» **Dataset records**
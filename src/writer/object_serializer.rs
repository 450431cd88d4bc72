//! PDF object serialization.
//!
//! Dictionary keys are written sorted and reals with at most five
//! decimals, so the same object always serializes to the same bytes.
//! When a [`SecurityState`] is supplied, strings and stream data are
//! encrypted with the key of the indirect object that contains them.

use crate::encryption::SecurityState;
use crate::error::Result;
use crate::object::{Dict, Object, ObjectRef};
use std::cell::Cell;
use std::io::Write;

/// Format a number the way it is written into PDF syntax.
///
/// ```
/// use pdf_engine::writer::format_number;
///
/// assert_eq!(format_number(612.0), "612");
/// assert_eq!(format_number(0.1 + 0.2), "0.3");
/// assert_eq!(format_number(-1.25), "-1.25");
/// ```
pub fn format_number(value: f64) -> String {
    if !value.is_finite() {
        log::warn!("Writing non-finite number {} as 0", value);
        return "0".to_string();
    }
    if value.fract() == 0.0 && value.abs() < 1e15 {
        return format!("{}", value as i64);
    }
    let formatted = format!("{:.5}", value);
    let trimmed = formatted.trim_end_matches('0').trim_end_matches('.');
    match trimmed {
        "-0" | "" => "0".to_string(),
        t => t.to_string(),
    }
}

/// Ordinal reserved for stream data; strings count up from 0.
const STREAM_ORDINAL: u32 = u32::MAX;

/// Encryption context for one indirect object.
struct Encrypting<'a> {
    state: &'a SecurityState,
    id: ObjectRef,
    ordinal: Cell<u32>,
}

impl Encrypting<'_> {
    fn encrypt(&self, data: &[u8]) -> Result<Vec<u8>> {
        let ordinal = self.ordinal.get();
        self.ordinal.set(ordinal + 1);
        self.state.encrypt_bytes(self.id, ordinal, data)
    }
}

/// Serializer for PDF objects.
#[derive(Debug, Clone, Default)]
pub struct ObjectSerializer {
    /// Whether to use compact formatting (minimal whitespace)
    compact: bool,
}

impl ObjectSerializer {
    /// Create a new object serializer with default settings.
    pub fn new() -> Self {
        Self::default()
    }

    /// Create a compact serializer (minimal whitespace).
    pub fn compact() -> Self {
        Self { compact: true }
    }

    /// Serialize a direct object.
    pub fn serialize(&self, obj: &Object) -> Result<Vec<u8>> {
        let mut buf = Vec::new();
        self.write_object(&mut buf, obj, None)?;
        Ok(buf)
    }

    /// Serialize a direct object to a string (for logs and tests).
    pub fn serialize_to_string(&self, obj: &Object) -> Result<String> {
        Ok(String::from_utf8_lossy(&self.serialize(obj)?).into_owned())
    }

    /// Serialize an indirect object definition, encrypting its strings and
    /// stream data when `security` is given.
    ///
    /// Format: `{num} {gen} obj\n{object}\nendobj\n`
    pub fn serialize_indirect(
        &self,
        id: ObjectRef,
        obj: &Object,
        security: Option<&SecurityState>,
    ) -> Result<Vec<u8>> {
        let mut buf = Vec::new();
        writeln!(buf, "{} {} obj", id.num, id.gen)?;
        let ctx = security.map(|state| Encrypting {
            state,
            id,
            ordinal: Cell::new(0),
        });
        self.write_object(&mut buf, obj, ctx.as_ref())?;
        buf.extend_from_slice(b"\nendobj\n");
        Ok(buf)
    }

    fn write_object<W: Write>(&self, w: &mut W, obj: &Object, enc: Option<&Encrypting>) -> Result<()> {
        match obj {
            Object::Null => write!(w, "null")?,
            Object::Boolean(b) => write!(w, "{}", b)?,
            Object::Integer(i) => write!(w, "{}", i)?,
            Object::Real(r) => write!(w, "{}", format_number(*r))?,
            Object::String(s) => match enc {
                Some(enc) => write_string(w, &enc.encrypt(s)?)?,
                None => write_string(w, s)?,
            },
            Object::Name(n) => write_name(w, n)?,
            Object::Array(arr) => {
                write!(w, "[")?;
                for (i, item) in arr.iter().enumerate() {
                    if i > 0 {
                        write!(w, " ")?;
                    }
                    self.write_object(w, item, enc)?;
                }
                write!(w, "]")?;
            },
            Object::Dictionary(dict) => self.write_dictionary(w, dict, enc)?,
            Object::Stream { dict, data } => self.write_stream(w, dict, data, enc)?,
            Object::Reference(r) => write!(w, "{} {} R", r.num, r.gen)?,
        }
        Ok(())
    }

    fn write_dictionary<W: Write>(&self, w: &mut W, dict: &Dict, enc: Option<&Encrypting>) -> Result<()> {
        write!(w, "<<")?;
        let mut keys: Vec<_> = dict.keys().collect();
        keys.sort();
        for key in keys {
            if self.compact {
                write!(w, " ")?;
            } else {
                write!(w, "\n  ")?;
            }
            write_name(w, key)?;
            write!(w, " ")?;
            self.write_object(w, &dict[key], enc)?;
        }
        if self.compact {
            write!(w, " >>")?;
        } else {
            if !dict.is_empty() {
                writeln!(w)?;
            }
            write!(w, ">>")?;
        }
        Ok(())
    }

    /// `/Length` is always replaced with the direct length of the bytes
    /// actually written.
    fn write_stream<W: Write>(
        &self,
        w: &mut W,
        dict: &Dict,
        data: &[u8],
        enc: Option<&Encrypting>,
    ) -> Result<()> {
        let body = match enc {
            Some(e) if !e.state.is_exempt_stream(dict) => {
                e.state.encrypt_bytes(e.id, STREAM_ORDINAL, data)?
            },
            _ => data.to_vec(),
        };
        let mut dict = dict.clone();
        dict.insert("Length".to_string(), Object::Integer(body.len() as i64));
        self.write_dictionary(w, &dict, enc)?;
        w.write_all(b"\nstream\n")?;
        w.write_all(&body)?;
        w.write_all(b"\nendstream")?;
        Ok(())
    }
}

/// Literal syntax for printable data, hex otherwise.
fn write_string<W: Write>(w: &mut W, data: &[u8]) -> std::io::Result<()> {
    let printable = data
        .iter()
        .all(|&b| b == b'\n' || b == b'\r' || b == b'\t' || (0x20..=0x7E).contains(&b));

    if printable {
        w.write_all(b"(")?;
        for &byte in data {
            match byte {
                b'(' => w.write_all(b"\\(")?,
                b')' => w.write_all(b"\\)")?,
                b'\\' => w.write_all(b"\\\\")?,
                b'\n' => w.write_all(b"\\n")?,
                b'\r' => w.write_all(b"\\r")?,
                b'\t' => w.write_all(b"\\t")?,
                _ => w.write_all(&[byte])?,
            }
        }
        w.write_all(b")")
    } else {
        w.write_all(b"<")?;
        for byte in data {
            write!(w, "{:02X}", byte)?;
        }
        w.write_all(b">")
    }
}

/// Names start with `/`; bytes outside the regular set are `#XX` escaped.
fn write_name<W: Write>(w: &mut W, name: &str) -> std::io::Result<()> {
    w.write_all(b"/")?;
    for byte in name.bytes() {
        match byte {
            b'!'..=b'~'
                if !matches!(
                    byte,
                    b'#' | b'(' | b')' | b'<' | b'>' | b'[' | b']' | b'{' | b'}' | b'/' | b'%'
                ) =>
            {
                w.write_all(&[byte])?
            },
            _ => write!(w, "#{:02X}", byte)?,
        }
    }
    Ok(())
}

» **Task objective**
Sift through the material above and copy the lines that contain the word "Cell".

» **Answer below**
use std::cell::Cell;
    ordinal: Cell<u32>,
            ordinal: Cell::new(0),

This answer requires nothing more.